═══ Supplied material

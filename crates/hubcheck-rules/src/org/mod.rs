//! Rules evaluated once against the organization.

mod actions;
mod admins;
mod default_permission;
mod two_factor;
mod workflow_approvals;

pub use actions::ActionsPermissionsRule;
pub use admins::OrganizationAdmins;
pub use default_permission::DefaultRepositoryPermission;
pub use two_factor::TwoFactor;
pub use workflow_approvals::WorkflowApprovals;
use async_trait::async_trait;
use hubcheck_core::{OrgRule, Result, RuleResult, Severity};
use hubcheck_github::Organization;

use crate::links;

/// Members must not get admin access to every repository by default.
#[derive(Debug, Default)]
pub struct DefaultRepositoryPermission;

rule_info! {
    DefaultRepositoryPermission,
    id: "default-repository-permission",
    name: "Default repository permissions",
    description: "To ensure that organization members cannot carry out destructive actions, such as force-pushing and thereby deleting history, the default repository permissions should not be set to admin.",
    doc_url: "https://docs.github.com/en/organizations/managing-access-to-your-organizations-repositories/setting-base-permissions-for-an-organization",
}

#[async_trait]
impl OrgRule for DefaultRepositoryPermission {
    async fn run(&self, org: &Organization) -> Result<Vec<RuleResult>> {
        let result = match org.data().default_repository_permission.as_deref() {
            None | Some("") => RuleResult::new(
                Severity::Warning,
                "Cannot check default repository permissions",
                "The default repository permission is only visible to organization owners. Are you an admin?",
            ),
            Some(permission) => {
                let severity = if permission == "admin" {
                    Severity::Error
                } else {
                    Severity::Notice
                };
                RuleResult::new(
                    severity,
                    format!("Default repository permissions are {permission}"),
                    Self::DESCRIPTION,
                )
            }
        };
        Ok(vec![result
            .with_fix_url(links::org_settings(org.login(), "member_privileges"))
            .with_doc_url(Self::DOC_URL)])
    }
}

══════
═══ Supplied material

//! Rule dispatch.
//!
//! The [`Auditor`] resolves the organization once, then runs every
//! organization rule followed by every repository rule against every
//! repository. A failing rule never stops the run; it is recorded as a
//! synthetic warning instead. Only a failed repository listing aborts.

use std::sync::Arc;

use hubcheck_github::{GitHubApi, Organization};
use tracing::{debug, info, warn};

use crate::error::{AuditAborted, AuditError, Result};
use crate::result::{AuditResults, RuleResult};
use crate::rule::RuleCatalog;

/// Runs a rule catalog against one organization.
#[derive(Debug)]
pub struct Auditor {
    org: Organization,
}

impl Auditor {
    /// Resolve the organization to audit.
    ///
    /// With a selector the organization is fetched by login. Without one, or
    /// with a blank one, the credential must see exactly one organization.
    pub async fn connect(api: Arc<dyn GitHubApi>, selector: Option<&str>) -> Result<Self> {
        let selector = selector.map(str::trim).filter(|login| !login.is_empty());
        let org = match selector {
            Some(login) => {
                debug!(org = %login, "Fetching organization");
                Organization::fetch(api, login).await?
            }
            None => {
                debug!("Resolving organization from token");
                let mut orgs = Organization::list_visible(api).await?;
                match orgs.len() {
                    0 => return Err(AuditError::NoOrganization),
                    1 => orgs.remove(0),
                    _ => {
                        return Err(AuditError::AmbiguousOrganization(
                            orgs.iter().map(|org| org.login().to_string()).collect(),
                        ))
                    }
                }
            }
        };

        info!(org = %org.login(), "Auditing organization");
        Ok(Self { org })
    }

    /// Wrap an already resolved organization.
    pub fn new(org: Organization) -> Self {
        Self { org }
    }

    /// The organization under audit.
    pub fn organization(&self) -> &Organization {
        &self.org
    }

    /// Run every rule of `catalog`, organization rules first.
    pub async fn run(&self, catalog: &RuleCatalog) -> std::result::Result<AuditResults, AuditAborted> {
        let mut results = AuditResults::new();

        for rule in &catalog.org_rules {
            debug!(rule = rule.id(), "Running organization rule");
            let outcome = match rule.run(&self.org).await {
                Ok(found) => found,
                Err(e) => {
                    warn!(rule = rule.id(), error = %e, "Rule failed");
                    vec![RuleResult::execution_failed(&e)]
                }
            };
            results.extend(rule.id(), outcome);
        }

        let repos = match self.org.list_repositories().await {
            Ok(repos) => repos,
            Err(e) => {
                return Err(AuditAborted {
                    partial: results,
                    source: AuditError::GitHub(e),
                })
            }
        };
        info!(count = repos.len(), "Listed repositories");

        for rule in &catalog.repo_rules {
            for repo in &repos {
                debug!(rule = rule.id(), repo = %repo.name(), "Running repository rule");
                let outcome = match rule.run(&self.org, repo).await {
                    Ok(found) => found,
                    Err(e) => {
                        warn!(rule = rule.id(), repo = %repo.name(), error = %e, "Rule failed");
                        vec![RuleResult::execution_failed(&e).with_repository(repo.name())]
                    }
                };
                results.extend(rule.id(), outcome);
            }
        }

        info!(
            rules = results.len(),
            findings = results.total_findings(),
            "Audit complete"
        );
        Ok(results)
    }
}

══════
═══ Supplied material

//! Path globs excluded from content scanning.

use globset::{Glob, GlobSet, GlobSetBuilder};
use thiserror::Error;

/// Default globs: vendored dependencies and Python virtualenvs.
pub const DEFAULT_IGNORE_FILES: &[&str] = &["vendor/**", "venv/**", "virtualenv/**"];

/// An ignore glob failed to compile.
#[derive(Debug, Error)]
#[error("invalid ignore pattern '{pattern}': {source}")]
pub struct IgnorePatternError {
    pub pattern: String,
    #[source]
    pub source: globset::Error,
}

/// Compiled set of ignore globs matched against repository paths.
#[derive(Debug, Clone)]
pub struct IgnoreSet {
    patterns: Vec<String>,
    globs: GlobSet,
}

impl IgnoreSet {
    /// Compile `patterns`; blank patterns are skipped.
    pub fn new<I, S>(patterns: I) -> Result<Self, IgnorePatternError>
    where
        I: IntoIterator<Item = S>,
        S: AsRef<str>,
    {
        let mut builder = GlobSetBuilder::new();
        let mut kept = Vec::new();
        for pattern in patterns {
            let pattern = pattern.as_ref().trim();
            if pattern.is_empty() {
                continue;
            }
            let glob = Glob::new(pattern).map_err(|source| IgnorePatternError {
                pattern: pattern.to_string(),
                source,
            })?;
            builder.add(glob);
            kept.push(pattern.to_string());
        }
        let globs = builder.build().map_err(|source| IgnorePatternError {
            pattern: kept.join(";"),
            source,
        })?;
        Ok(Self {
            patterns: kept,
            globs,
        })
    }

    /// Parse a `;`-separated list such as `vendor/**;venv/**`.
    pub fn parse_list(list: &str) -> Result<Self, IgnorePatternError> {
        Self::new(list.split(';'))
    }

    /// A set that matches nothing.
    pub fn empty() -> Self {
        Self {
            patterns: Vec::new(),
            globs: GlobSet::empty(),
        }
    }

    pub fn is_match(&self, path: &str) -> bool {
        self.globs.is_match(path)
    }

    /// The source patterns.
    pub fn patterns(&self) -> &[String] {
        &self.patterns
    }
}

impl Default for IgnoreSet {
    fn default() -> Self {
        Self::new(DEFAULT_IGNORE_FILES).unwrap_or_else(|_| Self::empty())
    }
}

══════

In the listing above, start at the line with "filename crates/hubcheck-rules/src/org/mod.rs", go on through the line with "ensure that organization", and copy each of those lines exactly; leave out all the rest.

_Exercise response_
filename crates/hubcheck-rules/src/org/mod.rs
//! Rules evaluated once against the organization.

mod actions;
mod admins;
mod default_permission;
mod two_factor;
mod workflow_approvals;

pub use actions::ActionsPermissionsRule;
pub use admins::OrganizationAdmins;
pub use default_permission::DefaultRepositoryPermission;
pub use two_factor::TwoFactor;
pub use workflow_approvals::WorkflowApprovals;
use async_trait::async_trait;
use hubcheck_core::{OrgRule, Result, RuleResult, Severity};
use hubcheck_github::Organization;

use crate::links;

/// Members must not get admin access to every repository by default.
#[derive(Debug, Default)]
pub struct DefaultRepositoryPermission;

rule_info! {
    DefaultRepositoryPermission,
    id: "default-repository-permission",
    name: "Default repository permissions",
    description: "To ensure that organization members cannot carry out destructive actions, such as force-pushing and thereby deleting history, the default repository permissions should not be set to admin.",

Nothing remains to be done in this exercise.